All together, these developments create the necessary knowledge, the essential tools, and the urgent need to develop a
new educational paradigm. Universal literacy, unachievable in a solely print-based society, may be possible with new
understanding about learning and new network and multimedia technologies. Equally possible is the increasing inclusion
of learners whose backgrounds, skills, abilities/disabilities, and interests do not fit traditional "mainstream" models
of learning.
The Book
CAST's book, Teaching Every Student in the Digital Age: Universal Design for Learning
(Association for Supervision and Curriculum Development, 2002), discusses and illustrates Universal
Design for Learning as a framework for understanding the needs of diverse learners and educating them.

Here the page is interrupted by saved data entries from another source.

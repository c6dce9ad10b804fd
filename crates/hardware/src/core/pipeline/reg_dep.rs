//! Register dependency map.
//!
//! Tracks, for every architectural register, the in-flight micro-ops that will
//! write it, oldest first. Issue asks for the youngest writer of each source:
//! - no writer: the register file holds the value,
//! - a writer that has executed: its result is forwarded,
//! - a writer that has not executed: the consumer must wait.
//!
//! Writers are removed when they write back, or by a flush.

use crate::common::reg::{Register, RegisterFileStructure, RegisterType, RegisterValue};
use crate::isa::instruction::Instruction;

/// State of a source register at issue.
#[derive(Clone, Copy, Debug, PartialEq, Eq)]
pub enum Dependency {
    /// No in-flight writer; read the register file.
    Clear,
    /// The youngest writer has executed and produced this value.
    Forwarded(RegisterValue),
    /// The youngest writer has not produced its value yet.
    Pending,
}

#[derive(Clone, Copy, Debug, PartialEq, Eq)]
struct Writer {
    sequence_id: u64,
    value: Option<RegisterValue>,
}

/// Scoreboard with result forwarding.
#[derive(Clone, Debug)]
pub struct RegDepMap {
    banks: Vec<Vec<Vec<Writer>>>,
}

impl RegDepMap {
    /// Creates an empty map shaped like the register file.
    pub fn new(structure: &[RegisterFileStructure]) -> Self {
        Self {
            banks: structure
                .iter()
                .map(|bank| vec![Vec::new(); usize::from(bank.quantity)])
                .collect(),
        }
    }

    fn writers(&self, reg: Register) -> Option<&Vec<Writer>> {
        self.banks
            .get(reg.kind.index())
            .and_then(|bank| bank.get(usize::from(reg.tag)))
    }

    fn writers_mut(&mut self, reg: Register) -> Option<&mut Vec<Writer>> {
        self.banks
            .get_mut(reg.kind.index())
            .and_then(|bank| bank.get_mut(usize::from(reg.tag)))
    }

    /// Registers `uop` as the youngest writer of its destinations.
    pub fn insert(&mut self, uop: &Instruction) {
        for &reg in uop.destination_registers() {
            if let Some(writers) = self.writers_mut(reg) {
                writers.push(Writer {
                    sequence_id: uop.sequence_id(),
                    value: None,
                });
            }
        }
    }

    /// Publishes the results of an executed `uop` for forwarding.
    pub fn forward(&mut self, uop: &Instruction) {
        let sequence_id = uop.sequence_id();
        for (&reg, &value) in uop.destination_registers().iter().zip(uop.results()) {
            if let Some(writer) = self
                .writers_mut(reg)
                .and_then(|w| w.iter_mut().find(|w| w.sequence_id == sequence_id))
            {
                writer.value = Some(value);
            }
        }
    }

    /// Removes `uop` as a writer once its results are in the register file.
    pub fn remove(&mut self, uop: &Instruction) {
        let sequence_id = uop.sequence_id();
        for &reg in uop.destination_registers() {
            if let Some(writers) = self.writers_mut(reg) {
                writers.retain(|w| w.sequence_id != sequence_id);
            }
        }
    }

    /// Dependency of a consumer reading `reg`.
    pub fn lookup(&self, reg: Register) -> Dependency {
        match self.writers(reg).and_then(|w| w.last()) {
            None => Dependency::Clear,
            Some(Writer {
                value: Some(value), ..
            }) => Dependency::Forwarded(*value),
            Some(_) => Dependency::Pending,
        }
    }

    /// Drops writers younger than `sequence_id`.
    pub fn flush_younger(&mut self, sequence_id: u64) {
        for writers in self.banks.iter_mut().flatten() {
            writers.retain(|w| w.sequence_id <= sequence_id);
        }
    }

    /// Drops every writer.
    pub fn clear(&mut self) {
        for writers in self.banks.iter_mut().flatten() {
            writers.clear();
        }
    }

    /// Returns `true` if no writer is in flight.
    pub fn is_empty(&self) -> bool {
        self.banks.iter().flatten().all(Vec::is_empty)
    }

    /// In-flight writers of registers of `kind`.
    pub fn pending_writes(&self, kind: RegisterType) -> usize {
        self.banks
            .get(kind.index())
            .map_or(0, |bank| bank.iter().map(Vec::len).sum())
    }
}
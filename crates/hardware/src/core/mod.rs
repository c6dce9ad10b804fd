//! Processor cores.
//!
//! This module contains the core models and the pieces they are built from:
//! 1. **Core trait:** [`Core`], the tick interface the simulator drives.
//! 2. **Models:** The emulation, in-order and out-of-order cores, plus
//!    [`CoreDispatch`] to hold any one of them without dynamic dispatch.
//! 3. **Pipeline:** The units both timing cores are built from, with their buffers.
//! 4. **Units:** Branch prediction and the load/store unit.
//! 5. **System:** Memory interfaces and kernel state a core runs against.

use std::collections::BTreeMap;

use crate::common::reg::RegisterFileSet;

/// Emulation, in-order and out-of-order core models.
pub mod models;

/// Pipeline units and buffers.
pub mod pipeline;

/// Memory interfaces and kernel state shared with a core.
pub mod system;

/// Branch prediction and load/store units.
pub mod units;

pub use self::models::{EmulationCore, InOrderCore, OutOfOrderCore};
pub use self::system::System;

/// A simulated processor core.
pub trait Core {
    /// Advances the core by one clock cycle.
    fn tick(&mut self, system: &mut System);

    /// Returns `true` once the core will do no more work.
    fn has_halted(&self) -> bool;

    /// Architectural register state.
    fn register_file(&self) -> &RegisterFileSet;

    /// Instructions retired so far.
    fn instructions_retired(&self) -> u64;

    /// Named statistics for reporting.
    fn stats(&self) -> BTreeMap<String, String>;
}

/// Enum wrapper for static dispatch of core models.
#[derive(Debug)]
pub enum CoreDispatch {
    /// Functional reference core.
    Emulation(Box<EmulationCore>),
    /// Pipelined in-order core.
    InOrder(Box<InOrderCore>),
    /// Renaming out-of-order core.
    OutOfOrder(Box<OutOfOrderCore>),
}

macro_rules! dispatch {
    ($self:ident, $core:ident => $body:expr) => {
        match $self {
            Self::Emulation($core) => $body,
            Self::InOrder($core) => $body,
            Self::OutOfOrder($core) => $body,
        }
    };
}

impl Core for CoreDispatch {
    #[inline(always)]
    fn tick(&mut self, system: &mut System) {
        dispatch!(self, core => core.tick(system));
    }

    #[inline(always)]
    fn has_halted(&self) -> bool {
        dispatch!(self, core => core.has_halted())
    }

    fn register_file(&self) -> &RegisterFileSet {
        dispatch!(self, core => core.register_file())
    }

    fn instructions_retired(&self) -> u64 {
        dispatch!(self, core => core.instructions_retired())
    }

    fn stats(&self) -> BTreeMap<String, String> {
        dispatch!(self, core => core.stats())
    }
}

Universal Design for Learning (UDL) is a new paradigm for teaching, learning, and the development, selection, and
use of curriculum materials. Teaching Every Student in the Digital Age frames UDL within the most recent research and literature on instruction and curriculum, and sets it clearly in the context of current real-world issues that teachers face, including teaching children of diverse abilities and disabilities, standards and assessment, technology use, and education policy.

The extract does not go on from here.